- **What the task requires**:
Transcribe exactly the lines that fall between the one holding "fn migrate(mut data: FluctusData)" and the one holding "pub fn save(&self, data: &FluctusData)", inclusive, from the entries below.

-=-=-=-=-

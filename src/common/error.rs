// src/common/error.rs

use thiserror::Error;

// Nosso tipo de erro, com `thiserror` para melhor ergonomia.
// As funções de cálculo puras nunca falham (entradas degeneradas degradam
// para valores seguros); estas variantes cobrem validação e persistência.
#[derive(Debug, Error)]
pub enum AppError {
    #[error("Erro de validação")]
    ValidationError(#[from] validator::ValidationErrors),

    #[error("Viagem de compras não encontrada")]
    TripNotFound,

    #[error("Nota de compra não encontrada")]
    InvoiceNotFound,

    #[error("Backup inválido: {0}")]
    BackupParse(#[from] serde_json::Error),

    #[error("Erro de E/S: {0}")]
    Io(#[from] std::io::Error),

    // Variante genérica para qualquer outro erro inesperado.
    // `anyhow::Error` é ótimo para capturar o contexto do erro.
    #[error("Erro interno")]
    Internal(#[from] anyhow::Error),
}
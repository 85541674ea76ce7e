// src/store.rs

use std::fs;
use std::path::{Path, PathBuf};

use anyhow::Context;
use chrono::Utc;

use crate::common::error::AppError;
use crate::models::data::FluctusData;
use crate::services::finance_service::recompute_fund;
use crate::services::shopping_service::recompute_trip;

/// Persistência do acervo completo num único documento JSON.
///
/// A gravação é melhor-esforço: falha de E/S é registrada no log e nunca
/// corrompe o estado em memória nem interrompe a operação que a disparou.
pub struct JsonStore {
    path: PathBuf,
}

// Migração de backups antigos: chave ausente assume o valor padrão (feito
// pelo serde na desserialização) e os totais de viagens/fundo são refeitos
// — eles são desnormalizações puras das próprias linhas. As fotografias de
// produtos e kits NÃO são recalculadas aqui: a defasagem delas é
// proposital e só um recálculo explícito as atualiza.
fn migrate(mut data: FluctusData) -> FluctusData {
    for trip in &mut data.shopping_trips {
        recompute_trip(trip);
    }
    recompute_fund(&mut data.logistics_fund, &data.shopping_trips);
    data
}

impl JsonStore {
    pub fn new(path: impl Into<PathBuf>) -> Self {
        Self { path: path.into() }
    }

    /// Carrega o acervo. Arquivo ausente vale acervo vazio.
    pub fn load(&self) -> Result<FluctusData, AppError> {
        if !self.path.exists() {
            return Ok(FluctusData::default());
        }
        let raw = fs::read_to_string(&self.path)?;
        let data: FluctusData = serde_json::from_str(&raw)?;
        Ok(migrate(data))
    }

    /// Grava o acervo completo, com indentação de 2 espaços. Falha vira
    /// log de erro; o chamador segue com o estado em memória intacto.
    pub fn save(&self, data: &FluctusData) {
        match serde_json::to_string_pretty(data) {
            Ok(json) => {
                if let Err(e) = fs::write(&self.path, json) {
                    tracing::error!(
                        "Falha ao persistir os dados em {}: {}",
                        self.path.display(),
                        e
                    );
                }
            }
            Err(e) => tracing::error!("Falha ao serializar os dados: {}", e),
        }
    }

    /// Exporta um backup datado (fluctus-backup-<data ISO>.json) e devolve
    /// o caminho gravado.
    pub fn backup(&self, data: &FluctusData, dir: &Path) -> Result<PathBuf, AppError> {
        let file = dir.join(format!("fluctus-backup-{}.json", Utc::now().date_naive()));
        let json = serde_json::to_string_pretty(data)?;
        fs::create_dir_all(dir)
            .and_then(|_| fs::write(&file, &json))
            .with_context(|| format!("falha ao gravar o backup em {}", file.display()))?;
        Ok(file)
    }

    /// Restaura um backup. O arquivo é interpretado por inteiro ANTES de
    /// qualquer coisa: JSON inválido devolve erro e o estado corrente do
    /// chamador permanece como estava.
    pub fn restore(path: &Path) -> Result<FluctusData, AppError> {
        let raw = fs::read_to_string(path)?;
        let data: FluctusData = serde_json::from_str(&raw).map_err(AppError::BackupParse)?;
        Ok(migrate(data))
    }
}
//src/main.rs

use fluctus::common::money::format_brl;
use fluctus::config::AppConfig;
use fluctus::models::data::FluctusData;
use fluctus::services::{dashboard_service, kit_service, pricing_service};
use fluctus::store::JsonStore;

fn main() {
    // Inicializa o logger.
    tracing_subscriber::fmt().with_target(false).compact().init();

    // .expect() é bom aqui: se a configuração falhar, a aplicação não deve iniciar.
    let config = AppConfig::new().expect("Falha ao carregar a configuração.");

    let store = JsonStore::new(&config.data_file);
    let data = if config.data_file.exists() {
        store
            .load()
            .expect("Falha ao carregar o arquivo de dados.")
    } else {
        tracing::info!("Arquivo de dados não encontrado; gerando acervo de demonstração.");
        let mut seeded = FluctusData::seed();
        // Primeiro uso: alinha as fotografias com o motor de cálculo.
        pricing_service::recalculate_all_products(&mut seeded);
        kit_service::recalculate_all_kits(&mut seeded);
        seeded
    };

    let summary = dashboard_service::summarize(&data);
    tracing::info!(
        "🧵 Produtos: {} | Kits: {} | Clientes: {} | Fornecedores: {}",
        summary.product_count,
        summary.kit_count,
        summary.client_count,
        summary.supplier_count
    );
    tracing::info!(
        "🛒 Compras acumuladas: {} | Viagens abertas: {}",
        format_brl(summary.total_purchases),
        summary.open_trips
    );
    tracing::info!(
        "💰 Valor de catálogo: {} | Fundo de logística: {}",
        format_brl(summary.catalog_value),
        format_brl(summary.fund_balance)
    );

    // Persistência melhor-esforço: falha vira log, nunca derruba o estado.
    store.save(&data);

    // Backup diário automático (o arquivo do dia é sobrescrito).
    match store.backup(&data, &config.backup_dir) {
        Ok(file) => tracing::info!("🗄️ Backup atualizado em {}", file.display()),
        Err(e) => tracing::error!("Falha ao gravar o backup: {}", e),
    }
}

-=-=-=-=-

- **Solution to the exercise**:
fn migrate(mut data: FluctusData) -> FluctusData {
    for trip in &mut data.shopping_trips {
        recompute_trip(trip);
    }
    recompute_fund(&mut data.logistics_fund, &data.shopping_trips);
    data
}

impl JsonStore {
    pub fn new(path: impl Into<PathBuf>) -> Self {
        Self { path: path.into() }
    }

    /// Carrega o acervo. Arquivo ausente vale acervo vazio.
    pub fn load(&self) -> Result<FluctusData, AppError> {
        if !self.path.exists() {
            return Ok(FluctusData::default());
        }
        let raw = fs::read_to_string(&self.path)?;
        let data: FluctusData = serde_json::from_str(&raw)?;
        Ok(migrate(data))
    }

    /// Grava o acervo completo, com indentação de 2 espaços. Falha vira
    /// log de erro; o chamador segue com o estado em memória intacto.
    pub fn save(&self, data: &FluctusData) {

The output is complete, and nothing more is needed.